══ Supplied records

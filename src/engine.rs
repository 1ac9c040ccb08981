use crate::aggregator::{item_profit, summarize, summarize_category};
use crate::classifier::{cell, Column, RowClassifier, RowKind};
use crate::config::ParserConfig;
use crate::cost::CostResolver;
use crate::date_range::{extract_date_range_or, find_date_range, ReportPeriod};
use crate::error::{LedgerError, Result};
use crate::schema::{
    Cell, CostMatch, ParseDiagnostics, ParseResult, ParseWarning, Row, SaleItem,
};
use chrono::{Local, NaiveDate};
use log::{debug, info, warn};
use std::collections::HashMap;

/// Single forward pass over a report grid that tracks the current category
/// and turns item rows into priced sale items.
pub struct LedgerParser<'a> {
    config: &'a ParserConfig,
    resolver: &'a dyn CostResolver,
    fallback_date: Option<NaiveDate>,
}

// Items collected under one category, in row order.
struct CategoryBucket {
    name: String,
    items: Vec<usize>,
}

#[derive(Default)]
struct RowCounts {
    inspected: usize,
    categories: usize,
    skipped: usize,
    unclassified: usize,
}

impl<'a> LedgerParser<'a> {
    pub fn new(config: &'a ParserConfig, resolver: &'a dyn CostResolver) -> Self {
        Self {
            config,
            resolver,
            fallback_date: None,
        }
    }

    /// Date used when the header has no date range. Defaults to today.
    pub fn with_fallback_date(mut self, date: NaiveDate) -> Self {
        self.fallback_date = Some(date);
        self
    }

    pub fn parse(&self, rows: &[Row]) -> Result<ParseResult> {
        if rows.len() < self.config.min_rows {
            let reason = if rows.is_empty() {
                "grid is empty".to_string()
            } else {
                format!(
                    "expected at least {} rows, got {}",
                    self.config.min_rows,
                    rows.len()
                )
            };
            return Err(LedgerError::MalformedInput {
                reason,
                row_count: rows.len(),
            });
        }

        let restaurant_name = self.restaurant_name(rows);
        info!(
            "Parsing sales report for '{}' ({} rows)",
            restaurant_name,
            rows.len()
        );

        let mut warnings = Vec::new();
        let period = self.report_period(rows);
        if !period.matched {
            warn!(
                "No date range found in report header, using {}",
                period.date
            );
            warnings.push(ParseWarning::DateRangeNotFound {
                fallback_date: period.date,
            });
        }

        let classifier = RowClassifier::new(self.config);
        let mut current_category = self.config.uncategorized_label.clone();
        let mut buckets: Vec<CategoryBucket> = Vec::new();
        let mut bucket_index: HashMap<String, usize> = HashMap::new();
        let mut items: Vec<SaleItem> = Vec::new();
        let mut counts = RowCounts::default();

        for (row_idx, row) in rows.iter().enumerate() {
            if row.is_empty() {
                continue;
            }
            counts.inspected += 1;

            match classifier.classify(row) {
                RowKind::Skip => counts.skipped += 1,
                RowKind::Unclassified => counts.unclassified += 1,
                RowKind::Category => {
                    counts.categories += 1;
                    current_category = cell(row, Column::Marker).label();
                    debug!("Row {}: category '{}'", row_idx, current_category);
                    ensure_bucket(&mut buckets, &mut bucket_index, &current_category);
                }
                RowKind::Item => {
                    let item = self.build_item(row, row_idx, &current_category, &mut warnings);
                    let bucket = ensure_bucket(&mut buckets, &mut bucket_index, &current_category);
                    buckets[bucket].items.push(items.len());
                    items.push(item);
                }
            }
        }

        if items.is_empty() {
            let diagnostics = ParseDiagnostics {
                total_rows: rows.len(),
                inspected_rows: counts.inspected,
                category_rows: counts.categories,
                skipped_rows: counts.skipped,
                unclassified_rows: counts.unclassified,
                sample_rows: sample_rows(rows, self.config.diagnostic_sample_rows),
            };
            warn!(
                "No item rows found: {} rows total, {} inspected",
                diagnostics.total_rows, diagnostics.inspected_rows
            );
            return Err(LedgerError::NoItemsFound(Box::new(diagnostics)));
        }

        let categories = buckets
            .iter()
            .filter(|bucket| !bucket.items.is_empty())
            .map(|bucket| summarize_category(&bucket.name, bucket.items.iter().map(|&i| &items[i])))
            .collect::<Vec<_>>();

        let summary = summarize(&items);

        info!(
            "Parsed {} items in {} categories (revenue {:.2}, pre-tax profit {:.2}, {} warnings)",
            items.len(),
            categories.len(),
            summary.total_revenue,
            summary.total_profit,
            warnings.len()
        );

        Ok(ParseResult {
            restaurant_name,
            date_range: period.date_range,
            date: period.date,
            items,
            categories,
            summary,
            warnings,
        })
    }

    fn build_item(
        &self,
        row: &[Cell],
        row_idx: usize,
        category: &str,
        warnings: &mut Vec<ParseWarning>,
    ) -> SaleItem {
        let item_name = cell(row, Column::ItemName).label();
        let quantity = cell(row, Column::Quantity).amount();
        let net_amount = cell(row, Column::NetAmount).amount();

        let resolution = self.resolver.resolve_cost(&item_name);
        match (&resolution.matched, &resolution.matched_name) {
            (CostMatch::Unresolved, _) => {
                warn!(
                    "Row {}: no inventory cost for '{}', profit assumes zero cost",
                    row_idx, item_name
                );
                warnings.push(ParseWarning::UnresolvedCost {
                    item_name: item_name.clone(),
                    category: category.to_string(),
                    row: row_idx,
                });
            }
            (CostMatch::Fuzzy, Some(matched_name)) => {
                warn!(
                    "Row {}: '{}' priced from fuzzy match '{}'",
                    row_idx, item_name, matched_name
                );
                warnings.push(ParseWarning::FuzzyCostMatch {
                    item_name: item_name.clone(),
                    matched_name: matched_name.clone(),
                    row: row_idx,
                });
            }
            _ => {}
        }

        let figures = item_profit(resolution.cost_price, quantity, net_amount);

        SaleItem {
            item_name,
            category: category.to_string(),
            quantity,
            gross_amount: cell(row, Column::GrossAmount).amount(),
            discount: cell(row, Column::Discount).amount(),
            net_amount,
            tax: cell(row, Column::Tax).amount(),
            total_sales: cell(row, Column::TotalSales).amount(),
            cost_price: resolution.cost_price,
            total_cost: figures.total_cost,
            profit: figures.profit,
            margin_percent: figures.margin_percent,
            expected_margin: resolution.margin_percent,
            cost_match: resolution.matched,
        }
    }

    fn restaurant_name(&self, rows: &[Row]) -> String {
        rows.first()
            .map(|row| cell(row, Column::Marker).label())
            .filter(|name| !name.is_empty())
            .unwrap_or_else(|| self.config.unknown_restaurant_label.clone())
    }

    // Row 1 is where the export puts the range; the other header rows are
    // searched after it.
    fn report_period(&self, rows: &[Row]) -> ReportPeriod {
        let scan = self.config.header_scan_rows.min(rows.len());
        let order = std::iter::once(1).chain((0..scan).filter(|&i| i != 1));

        for idx in order.filter(|&i| i < rows.len()) {
            let found = rows[idx]
                .iter()
                .filter_map(Cell::as_text)
                .find_map(find_date_range);
            if let Some(period) = found {
                return period;
            }
        }

        let fallback = self
            .fallback_date
            .unwrap_or_else(|| Local::now().date_naive());
        extract_date_range_or("", fallback)
    }
}

fn ensure_bucket(
    buckets: &mut Vec<CategoryBucket>,
    index: &mut HashMap<String, usize>,
    name: &str,
) -> usize {
    *index.entry(name.to_string()).or_insert_with(|| {
        buckets.push(CategoryBucket {
            name: name.to_string(),
            items: Vec::new(),
        });
        buckets.len() - 1
    })
}

fn sample_rows(rows: &[Row], limit: usize) -> Vec<String> {
    rows.iter()
        .take(limit)
        .enumerate()
        .map(|(idx, row)| {
            let cells: Vec<String> = row.iter().map(|c| c.to_string()).collect();
            format!("Row {}: [{}]", idx, cells.join(", "))
        })
        .collect()
}

/// Parses `rows` against `resolver` with the given configuration.
pub fn parse_grid(
    rows: &[Row],
    resolver: &dyn CostResolver,
    config: &ParserConfig,
) -> Result<ParseResult> {
    LedgerParser::new(config, resolver).parse(rows)
}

════

-- Work request --
Select and copy every line of the listing with the word "quantity".

-- Output for this task --
        let quantity = cell(row, Column::Quantity).amount();
        let figures = item_profit(resolution.cost_price, quantity, net_amount);
            quantity,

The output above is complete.